So, there has been something that has been bugging me for a while, (I know, "one thing?") but, I realized again this week why it needs to be addressed and fixed asap. I am talking about locker room etiquette, at your local health clubs. Now, I am going to speak primarily from a male's perspective, but, I have the good fortune of having some inside info on you ladies as well, so, you will not be spared.
As a multi-sport athlete, who doesn't swim, and really doesn't lift, most of my workouts are done outside, or at home, on my trainer. I love the convience of that, b/c having a computrainer and a pretty thick skin for the cold, has provided me great opportunities to get more fit, while avoiding the club. But, there are times, when you just can't. For me, I have my dreaded treadmill speed workouts, which my coach finds amusing, knowing I am miserable on it, smacking my hands on the console, getting funny looks for my outfits, and generally hating everyone staring at me.
So, I was at the club again last night, and sure enough, it hit me. Now, I don't mean that literally, but I have to tell you some guys come damn close, when parading around the locker room. Let's start with the walking around naked. My whole thing is, why? I mean, I know its all guys, but, you aren't at home, believe it or not. And then, what in the sweet name of Jesus, are you doing sitting your bare ass down on a bench, that other guys use to put thier feet on to tie thier shoes? Its a shock there aren't more cases of cholera reported every year from this activity. Are you insane? You are putting your ass where Joe just tossed his dirty work boots on top of, to dry your feet. Think about that. No really, think about it. Think about what Joe walks thru every day before hitting the club. Now, envision that on your rear end. You can go vomit now.
I know its mainly the older fellows who practice this, but it doesn't make it any more right. A lot of clubs have TV's in the locker rooms, where you can catch up on sports, business, etc. And some clubs have couches, that seem inviting. Now, if you want to stop and watch a bit, great. But do you need to watch TV without any clothes on, after you just got out of the sauna? Basically, you have now thrown your sweaty ass down on the couch, where others have probably done the same, and again, exposed yourself to God knows what, while watching the O'Reilly Factor. Now, I know some guys don't want to go home, but, the club is still NOT your HOME. If you want to go work up a sweat, take off all your clothes and sit on your own couch, to watch the ballgame, great, just let me know that's what you do before I get invited over.
If this was the biggest infraction, it would be bad, but, unfortunately, I have seen worse. At some clubs, they have several amenities, combs, shaving cream and hair dryers, you know, for your man-perm. They key thing is that the hair dryer is reserved for the head. Never in my life have I looked at a hair dryer and thought, "Screw this towel thing, I am blow-drying myself!" So, what, could possibly possess you guys from using the blow dryer, that again, is a communal blow dryer, to clean, a. your genitals, or b. the crack of your ass?
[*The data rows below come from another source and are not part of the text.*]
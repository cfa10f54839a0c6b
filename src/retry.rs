//! Per-step retry with exponential backoff and a hard attempt timeout

use crate::config::{Defaults, NodeDefinition};
use crate::error::StepError;
use std::future::Future;
use std::time::{Duration, Instant};

/// Retry settings for one step
#[derive(Debug, Clone, PartialEq)]
pub struct RetryPolicy {
    /// Attempts including the first
    pub max_attempts: u32,

    /// Delay before the first retry
    pub base_delay: Duration,

    /// Maximum delay between retries
    pub max_delay: Duration,

    /// Multiplier for exponential backoff
    pub backoff_factor: f64,

    /// Hard deadline for a single attempt
    pub timeout: Duration,

    /// Whether to add jitter to delays
    pub jitter: bool,
}

impl Default for RetryPolicy {
    fn default() -> Self {
        Self::from_defaults(&Defaults::default())
    }
}

impl RetryPolicy {
    /// Create a policy from the engine-wide defaults
    pub fn from_defaults(defaults: &Defaults) -> Self {
        Self {
            max_attempts: defaults.max_attempts.max(1),
            base_delay: Duration::from_millis(defaults.base_delay_ms),
            max_delay: Duration::from_millis(defaults.max_delay_ms),
            backoff_factor: defaults.backoff_factor,
            timeout: Duration::from_millis(defaults.timeout_ms),
            jitter: defaults.jitter,
        }
    }

    /// Defaults with a node's `retry` and `timeout` overrides applied
    pub fn for_node(defaults: &Defaults, node: &NodeDefinition) -> Self {
        let mut policy = Self::from_defaults(defaults);
        if let Some(ref retry) = node.retry {
            if let Some(max_attempts) = retry.max_attempts {
                policy.max_attempts = max_attempts.max(1);
            }
            if let Some(factor) = retry.backoff_factor {
                policy.backoff_factor = factor;
            }
            if let Some(max_delay) = retry.max_delay {
                policy.max_delay = Duration::from_millis(max_delay);
            }
            if let Some(base_delay) = retry.base_delay {
                policy.base_delay = Duration::from_millis(base_delay);
            }
        }
        if let Some(timeout) = node.timeout {
            policy.timeout = Duration::from_millis(timeout);
        }
        policy
    }

    /// Delay to wait after the given (1-based) failed attempt
    pub fn delay_for_attempt(&self, attempt: u32) -> Duration {
        let exponent = attempt.saturating_sub(1).min(i32::MAX as u32) as i32;
        let base_delay = self.base_delay.as_secs_f64() * self.backoff_factor.powi(exponent);
        let capped_delay = base_delay.min(self.max_delay.as_secs_f64());

        let final_delay = if self.jitter {
            // Add up to 25% jitter
            let jitter = rand::random::<f64>() * 0.25 * capped_delay;
            capped_delay + jitter
        } else {
            capped_delay
        };

        Duration::from_secs_f64(final_delay.max(0.0))
    }
}

/// Lifecycle of one attempt, reported to an [`AttemptObserver`]
#[derive(Debug)]
pub enum AttemptEvent<'a, T> {
    Started {
        attempt: u32,
    },
    Finished {
        attempt: u32,
        elapsed: Duration,
        result: &'a Result<T, StepError>,
        /// Another attempt follows this one
        will_retry: bool,
    },
}

/// Receives attempt events while [`run_with_policy`] is looping
pub trait AttemptObserver<T> {
    fn on_attempt(&mut self, event: AttemptEvent<'_, T>);
}

/// Observer that ignores every event
pub struct NoopObserver;

impl<T> AttemptObserver<T> for NoopObserver {
    fn on_attempt(&mut self, _event: AttemptEvent<'_, T>) {}
}

/// Run an operation under a retry policy
///
/// The operation receives the 1-based attempt number. Each attempt is cut off
/// after `policy.timeout`. Errors that are not retryable end the loop at once;
/// the returned error carries the attempt it failed on.
pub async fn run_with_policy<T, F, Fut, O>(
    policy: &RetryPolicy,
    mut operation: F,
    observer: &mut O,
) -> Result<T, StepError>
where
    F: FnMut(u32) -> Fut,
    Fut: Future<Output = Result<T, StepError>>,
    O: AttemptObserver<T> + ?Sized,
{
    let max_attempts = policy.max_attempts.max(1);
    let mut attempt = 1;

    loop {
        observer.on_attempt(AttemptEvent::Started { attempt });
        let started = Instant::now();

        let result = match tokio::time::timeout(policy.timeout, operation(attempt)).await {
            Ok(result) => result,
            Err(_) => Err(StepError::timeout(policy.timeout)),
        }
        .map_err(|e| e.with_attempt(attempt, max_attempts));

        let will_retry = match result {
            Ok(_) => false,
            Err(ref e) => e.is_retryable() && attempt < max_attempts,
        };

        observer.on_attempt(AttemptEvent::Finished {
            attempt,
            elapsed: started.elapsed(),
            result: &result,
            will_retry,
        });

        if !will_retry {
            return result;
        }

        let delay = policy.delay_for_attempt(attempt);
        tracing::debug!(attempt, max_attempts, delay_ms = delay.as_millis() as u64, "Retrying after backoff");
        tokio::time::sleep(delay).await;
        attempt += 1;
    }
}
I mean, do you not realize you are not alone in the room? When I saw a guy drying his ass crack, I was mortified and thankful I don't have enough hair to even consider blow drying it.
See the key thing is, guys need to wake up and remember, you aren't at home, and you are not in private. Plus, others are going to use stuff, or sit where you are. And last thing guys, if you get a phone call in the locker room, please, please don't put one leg up on the bench, with your polo shirt on, sans pants or underwear. I don't need to see Johhny Businessman and all this glory as if he was doing deep knee bends without pants.
Now ladies, I have heard, from a very reliable source, you aren't much better. The difference is, men, really don't care about how we look in the locker room, we are just oblivous as to what we are doing. My understanding is that some of you ladies like to be on display. Like the ones who put on thier make-up with no clothes on. Or those who prance about the locker room, with nothing on, hoping to get some attention. What kind, I don't know, but, from what I understand, there are some proud ladies out there, who need to re-think that whole thing.
Here's the deal, anyone who knows me, knows I am not a prude, but, please, put something on. I don't care if you look like an Adonis, that's great. But save it for your lady, not for the boys. We get it, your buff, and fake-tanned. Congrats. Me, I am thinking of getting a treadmill for my place. With baseball season approaching, I don't know if I can handle trying to catch the Sox score with a bunch of sweaty naked guys hudled around the TV.